Still other enroachments upon the theological view were made by the new school of anatomists, and especially by Vesalius. During the Middle Ages there had been developed various theological doctrines regarding the human body; these were based upon arguments showing what the body, ought to be, and naturally, when anatomical science showed what it is, these doctrines fell. An example of such popular theological reasoning is seen in a widespread belief of the twelfth century, that, during the year in which the cross of Christ was captured by Saladin, children, instead of having thirty or thirty-two teeth as before, had twenty or twenty-two. So, too, in Vesalius's time another doctrine of this sort was dominant: it had long been held that Eve, having been made by the Almighty from a rib taken out of Adam's side, there must be one rib fewer on one side of every man than on the other. This creation of Eve was a favourite subject with sculptors and painters, from Giotto, who carved it upon his beautiful Campanile at Florence, to the illuminators of missals, and even to those who illustrated Bibles and religious books in the first years after the invention of printing; but Vesalius and the anatomists who followed him put an end among thoughtful men to this belief in the missing rib, and in doing this dealt a blow at much else in the sacred theory. Naturally, all these considerations brought the forces of ecclesiasticism against the innovators in anatomy.
A new weapon was now forged: Vesalius was charged with dissecting a living man, and, either from direct persecution, as the great majority of authors assert, or from indirect influences, as the recent apologists for Philip II admit, he became a wanderer: on a pilgrimage to the Holy Land, apparently undertaken to atone for his sin, he was shipwrecked, and in the prime of his life and strength he was lost to the world.
And yet not lost.
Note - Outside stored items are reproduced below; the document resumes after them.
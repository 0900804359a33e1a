//! Unified diff generation.
//!
//! Artifacts are consumed directly by people and downstream tooling, so the
//! format is fixed: standard unified diff, `---`/`+++` headers carrying only
//! the given labels, three lines of context, and no output at all when the
//! inputs are identical.

use std::path::Path;
use std::process::Command;

use similar::TextDiff;
use stackpromo_types::config::BUILTIN_DIFFER;
use stackpromo_types::PromotionConfig;
use tracing::debug;

use crate::error::{DiffError, DiffResult};

/// Writes a labeled unified diff of two files.
pub trait TextDiffer: Send + Sync {
    /// Diff `old` against `new`, writing the result to `target`.
    fn diff_files(
        &self,
        old: &Path,
        old_label: &str,
        new: &Path,
        new_label: &str,
        target: &Path,
    ) -> DiffResult<()>;
}

impl<T: TextDiffer + ?Sized> TextDiffer for &T {
    fn diff_files(
        &self,
        old: &Path,
        old_label: &str,
        new: &Path,
        new_label: &str,
        target: &Path,
    ) -> DiffResult<()> {
        (**self).diff_files(old, old_label, new, new_label, target)
    }
}

impl<T: TextDiffer + ?Sized> TextDiffer for Box<T> {
    fn diff_files(
        &self,
        old: &Path,
        old_label: &str,
        new: &Path,
        new_label: &str,
        target: &Path,
    ) -> DiffResult<()> {
        (**self).diff_files(old, old_label, new, new_label, target)
    }
}

/// Unified diff of two strings in `diff -u --label` format.
pub fn unified_diff(
    old: &str,
    new: &str,
    old_label: &str,
    new_label: &str,
    context: usize,
) -> String {
    TextDiff::from_lines(old, new)
        .unified_diff()
        .context_radius(context)
        .header(old_label, new_label)
        .to_string()
}

/// In-process differ built on `similar` (Myers diff).
///
/// Hunks match GNU `diff -u` on simple edits but may pick a different edit
/// script on repetitive input.
#[derive(Clone, Copy, Debug)]
pub struct UnifiedDiffer {
    context: usize,
}

impl UnifiedDiffer {
    pub fn new() -> Self {
        Self { context: 3 }
    }

    pub fn with_context(context: usize) -> Self {
        Self { context }
    }
}

impl Default for UnifiedDiffer {
    fn default() -> Self {
        Self::new()
    }
}

impl TextDiffer for UnifiedDiffer {
    fn diff_files(
        &self,
        old: &Path,
        old_label: &str,
        new: &Path,
        new_label: &str,
        target: &Path,
    ) -> DiffResult<()> {
        let old_bytes = std::fs::read(old)?;
        let new_bytes = std::fs::read(new)?;
        let text = unified_diff(
            &String::from_utf8_lossy(&old_bytes),
            &String::from_utf8_lossy(&new_bytes),
            old_label,
            new_label,
            self.context,
        );
        std::fs::write(target, text)?;
        Ok(())
    }
}

/// Runs an external `diff -u --label A old --label B new`.
///
/// Exit status 0 (identical) and 1 (different) both succeed; anything else
/// is [`DiffError::Tool`].
#[derive(Clone, Debug)]
pub struct ExternalDiffer {
    exe: String,
}

impl ExternalDiffer {
    pub fn new(exe: impl Into<String>) -> Self {
        Self { exe: exe.into() }
    }

    pub fn exe(&self) -> &str {
        &self.exe
    }
}

impl TextDiffer for ExternalDiffer {
    fn diff_files(
        &self,
        old: &Path,
        old_label: &str,
        new: &Path,
        new_label: &str,
        target: &Path,
    ) -> DiffResult<()> {
        debug!(exe = %self.exe, old = %old.display(), new = %new.display(), "running diff");
        let output = Command::new(&self.exe)
            .arg("-u")
            .arg("--label")
            .arg(old_label)
            .arg(old)
            .arg("--label")
            .arg(new_label)
            .arg(new)
            .output()
            .map_err(|source| DiffError::Spawn {
                exe: self.exe.clone(),
                source,
            })?;

        match output.status.code() {
            Some(0) | Some(1) => {
                std::fs::write(target, &output.stdout)?;
                Ok(())
            }
            _ => Err(DiffError::Tool {
                exe: self.exe.clone(),
                status: output.status.to_string(),
                stderr: String::from_utf8_lossy(&output.stderr).trim().to_string(),
            }),
        }
    }
}

/// The differ selected by configuration: the configured executable, or the
/// in-process differ when `diff_exe` is [`BUILTIN_DIFFER`].
pub fn differ_from_config(config: &PromotionConfig) -> Box<dyn TextDiffer> {
    if config.diff_exe == BUILTIN_DIFFER {
        debug!("using in-process differ");
        Box::new(UnifiedDiffer::new())
    } else {
        Box::new(ExternalDiffer::new(config.diff_exe.clone()))
    }
}
use serde::Serialize;
use stackpromo_metadata::MetadataBundle;

use crate::error::{ReportError, ReportResult};

pub const PACKER_TEMPLATES_COMPARE_BASE: &str = "https://github.com/travis-ci/packer-templates/compare";
pub const TRAVIS_COOKBOOKS_COMPARE_BASE: &str = "https://github.com/travis-ci/travis-cookbooks/compare";

/// Env var carrying the packer-templates commit an image was built from.
pub const PACKER_TEMPLATES_SHA_KEY: &str = "PACKER_TEMPLATES_SHA";
/// Env var carrying the travis-cookbooks commit an image was built from.
pub const TRAVIS_COOKBOOKS_SHA_KEY: &str = "TRAVIS_COOKBOOKS_SHA";

/// `<base>/<old>...<new>`.
pub fn compare_url(base: &str, old: &str, new: &str) -> String {
    format!("{}/{}...{}", base.trim_end_matches('/'), old, new)
}

/// Compare views of the two upstream repositories between the commits the
/// current and next images were built from.
#[derive(Clone, Debug, PartialEq, Eq, Serialize)]
pub struct CompareUrls {
    pub packer_templates: String,
    pub travis_cookbooks: String,
}

impl CompareUrls {
    pub fn from_bundles(current: &MetadataBundle, next: &MetadataBundle) -> ReportResult<Self> {
        Ok(Self {
            packer_templates: compare_url(
                PACKER_TEMPLATES_COMPARE_BASE,
                sha(current, PACKER_TEMPLATES_SHA_KEY)?,
                sha(next, PACKER_TEMPLATES_SHA_KEY)?,
            ),
            travis_cookbooks: compare_url(
                TRAVIS_COOKBOOKS_COMPARE_BASE,
                sha(current, TRAVIS_COOKBOOKS_SHA_KEY)?,
                sha(next, TRAVIS_COOKBOOKS_SHA_KEY)?,
            ),
        })
    }
}

fn sha<'a>(bundle: &'a MetadataBundle, key: &'static str) -> ReportResult<&'a str> {
    bundle.env_var(key).ok_or_else(|| ReportError::MissingSha {
        image: bundle.image().clone(),
        key,
    })
}
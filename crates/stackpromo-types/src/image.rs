use std::fmt;

use serde::{Deserialize, Serialize};

use crate::error::TypeError;

/// Name of a published machine image, e.g. `travis-ci-ubuntu-1604-1501234567`.
///
/// Image names are opaque to the pipeline but end up as path components
/// (`<image>.tar.gz`) and URL segments, so only ASCII alphanumerics, `.`,
/// `_` and `-` are accepted.
///
/// Ordering is plain lexicographic string ordering. The resolver relies on
/// it to pick the most recent build of a stack.
#[derive(Clone, PartialEq, Eq, Hash, PartialOrd, Ord, Serialize, Deserialize)]
#[serde(try_from = "String", into = "String")]
pub struct ImageName(String);

impl ImageName {
    /// Validate and wrap an image name.
    pub fn new(name: impl Into<String>) -> Result<Self, TypeError> {
        let name = name.into();
        if name.is_empty() {
            return Err(TypeError::EmptyImageName);
        }
        if let Some(ch) = name
            .chars()
            .find(|c| !(c.is_ascii_alphanumeric() || matches!(c, '.' | '_' | '-')))
        {
            return Err(TypeError::InvalidImageName { name, ch });
        }
        Ok(Self(name))
    }

    pub fn as_str(&self) -> &str {
        &self.0
    }

    /// Label used in diff headers: `<image>/<logical file>`.
    pub fn label(&self, file: &str) -> String {
        format!("{}/{}", self.0, file)
    }

    /// File name of this image's metadata archive.
    pub fn archive_file_name(&self) -> String {
        format!("{}.tar.gz", self.0)
    }
}

impl fmt::Debug for ImageName {
    fn fmt(&self, f: &mut fmt::Formatter<'_>) -> fmt::Result {
        write!(f, "ImageName({})", self.0)
    }
}

impl fmt::Display for ImageName {
    fn fmt(&self, f: &mut fmt::Formatter<'_>) -> fmt::Result {
        f.write_str(&self.0)
    }
}

impl AsRef<str> for ImageName {
    fn as_ref(&self) -> &str {
        &self.0
    }
}

impl TryFrom<String> for ImageName {
    type Error = TypeError;

    fn try_from(value: String) -> Result<Self, Self::Error> {
        Self::new(value)
    }
}

impl std::str::FromStr for ImageName {
    type Err = TypeError;

    fn from_str(s: &str) -> Result<Self, Self::Err> {
        Self::new(s)
    }
}

impl From<ImageName> for String {
    fn from(value: ImageName) -> Self {
        value.0
    }
}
In this century a great painter has again given him to us. By the magic of Hamann's pencil Vesalius again stands on earth, and we look once more into his cell. Its windows and doors, bolted and barred within, betoken the storm of bigotry which rages without; the crucifix, toward which he turns his eyes, symbolizes the spirit in which he labours; the corpse of the plague-stricken beneath his hand ceases to be repulsive; his very soul seems to send forth rays from the canvas, which strengthen us for the good fight in this age.
His death was hastened, if not caused, by men who conscientiously supposed that he was injuring religion: his poor, blind foes aided in destroying one of religion's greatest apostles. What was his influence on religion? He substituted, for the repetition of worn-out theories, a conscientious and reverent search into the works of the great Power giving life to the universe; he substituted, for representations of the human structure pitiful and unreal, representations revealing truths most helpful to the whole human race.
The death of this champion seems to have virtually ended the contest. Licenses to dissect soon began to be given by sundry popes to universities, and were renewed at intervals of from three to four years, until the Reformation set in motion trains of thought which did much to release science from this yoke.